-
Notifications
You must be signed in to change notification settings - Fork 82
Description
Is your feature request related to a problem? Please describe.
Jupyter notebooks support multiple output formats for cell execution; depending on what's desired, one or more different entries in the data section, identified by MIME type, will contain the output in the corresponding format.
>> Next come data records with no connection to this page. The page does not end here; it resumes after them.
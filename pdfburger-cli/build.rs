use clap::CommandFactory;

#[path = "src/cli.rs"]
mod cli;

fn main() -> std::io::Result<()> {
    println!("cargo:rerun-if-changed=src/cli.rs");

    let out_dir =
        std::path::PathBuf::from(std::env::var_os("OUT_DIR").ok_or(std::io::ErrorKind::NotFound)?);
    let cmd = cli::Cli::command();

    let man = clap_mangen::Man::new(cmd);
    let mut buffer: Vec<u8> = Default::default();
    man.render(&mut buffer)?;

    std::fs::write(out_dir.join("pdf-burger.1"), buffer)?;
    Ok(())
}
This is useful in general, but becomes critical when using any document production system that uses Jupyter kernels as the engine to create different types of documents (i.e. most of the solutions that fall within the "literate programming" approach): they will pick HTML if the desired output is HTML, and pick e.g. a PNG representation of a plot if the output is a PDF.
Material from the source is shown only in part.